**TASK OBJECTIVE:**
Word for word, copy the records that follow.

**Stored data entries:**
# # # # #
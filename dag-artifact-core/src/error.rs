// dag-artifact-core/src/error.rs

use crate::domain::error::DomainError;
use crate::infrastructure::error::InfrastructureError;
use crate::infrastructure::storage::StorageError;
use thiserror::Error;

#[derive(Error, Debug)]
pub enum DagArtifactError {
    // --- ERREURS DU DOMAINE (dag_id literal, versions) ---
    #[error(transparent)]
    Domain(#[from] DomainError),

    // --- ERREURS D'INFRASTRUCTURE (S3, DynamoDB, IO, Config) ---
    #[error(transparent)]
    Infrastructure(#[from] InfrastructureError),

    // --- ERREURS GÉNÉRIQUES / APPLICATIVES ---
    #[error("Internal Error: {0}")]
    InternalError(String),
}

impl DagArtifactError {
    /// True when the repository reported that the artifact does not exist.
    pub fn is_not_found(&self) -> bool {
        matches!(
            self,
            DagArtifactError::Domain(DomainError::ArtifactNotFound { .. })
                | DagArtifactError::Infrastructure(InfrastructureError::Storage(
                    StorageError::NotFound { .. }
                ))
        )
    }
}

// Manual implementations to avoid duplicate enum variants but keep ergonomics
impl From<std::io::Error> for DagArtifactError {
    fn from(err: std::io::Error) -> Self {
        DagArtifactError::Infrastructure(InfrastructureError::Io(err))
    }
}

impl From<StorageError> for DagArtifactError {
    fn from(err: StorageError) -> Self {
        DagArtifactError::Infrastructure(InfrastructureError::Storage(err))
    }
}

impl From<serde_json::Error> for DagArtifactError {
    fn from(err: serde_json::Error) -> Self {
        DagArtifactError::Infrastructure(InfrastructureError::JsonError(err))
    }
}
# # # # #
**ANSWER TO THE EXERCISE:**
filename dag-artifact-core/src/error.rs
// dag-artifact-core/src/error.rs

use crate::domain::error::DomainError;
use crate::infrastructure::error::InfrastructureError;
use crate::infrastructure::storage::StorageError;
use thiserror::Error;

#[derive(Error, Debug)]
pub enum DagArtifactError {
    // --- ERREURS DU DOMAINE (dag_id literal, versions) ---
    #[error(transparent)]
    Domain(#[from] DomainError),

    // --- ERREURS D'INFRASTRUCTURE (S3, DynamoDB, IO, Config) ---
    #[error(transparent)]
    Infrastructure(#[from] InfrastructureError),

    // --- ERREURS GÉNÉRIQUES / APPLICATIVES ---
    #[error("Internal Error: {0}")]
    InternalError(String),
}

impl DagArtifactError {
    /// True when the repository reported that the artifact does not exist.
    pub fn is_not_found(&self) -> bool {
        matches!(
            self,
            DagArtifactError::Domain(DomainError::ArtifactNotFound { .. })
                | DagArtifactError::Infrastructure(InfrastructureError::Storage(
                    StorageError::NotFound { .. }
                ))
        )
    }
}

// Manual implementations to avoid duplicate enum variants but keep ergonomics
impl From<std::io::Error> for DagArtifactError {
    fn from(err: std::io::Error) -> Self {
        DagArtifactError::Infrastructure(InfrastructureError::Io(err))
    }
}

impl From<StorageError> for DagArtifactError {
    fn from(err: StorageError) -> Self {
        DagArtifactError::Infrastructure(InfrastructureError::Storage(err))
    }
}

impl From<serde_json::Error> for DagArtifactError {
    fn from(err: serde_json::Error) -> Self {
        DagArtifactError::Infrastructure(InfrastructureError::JsonError(err))
    }
}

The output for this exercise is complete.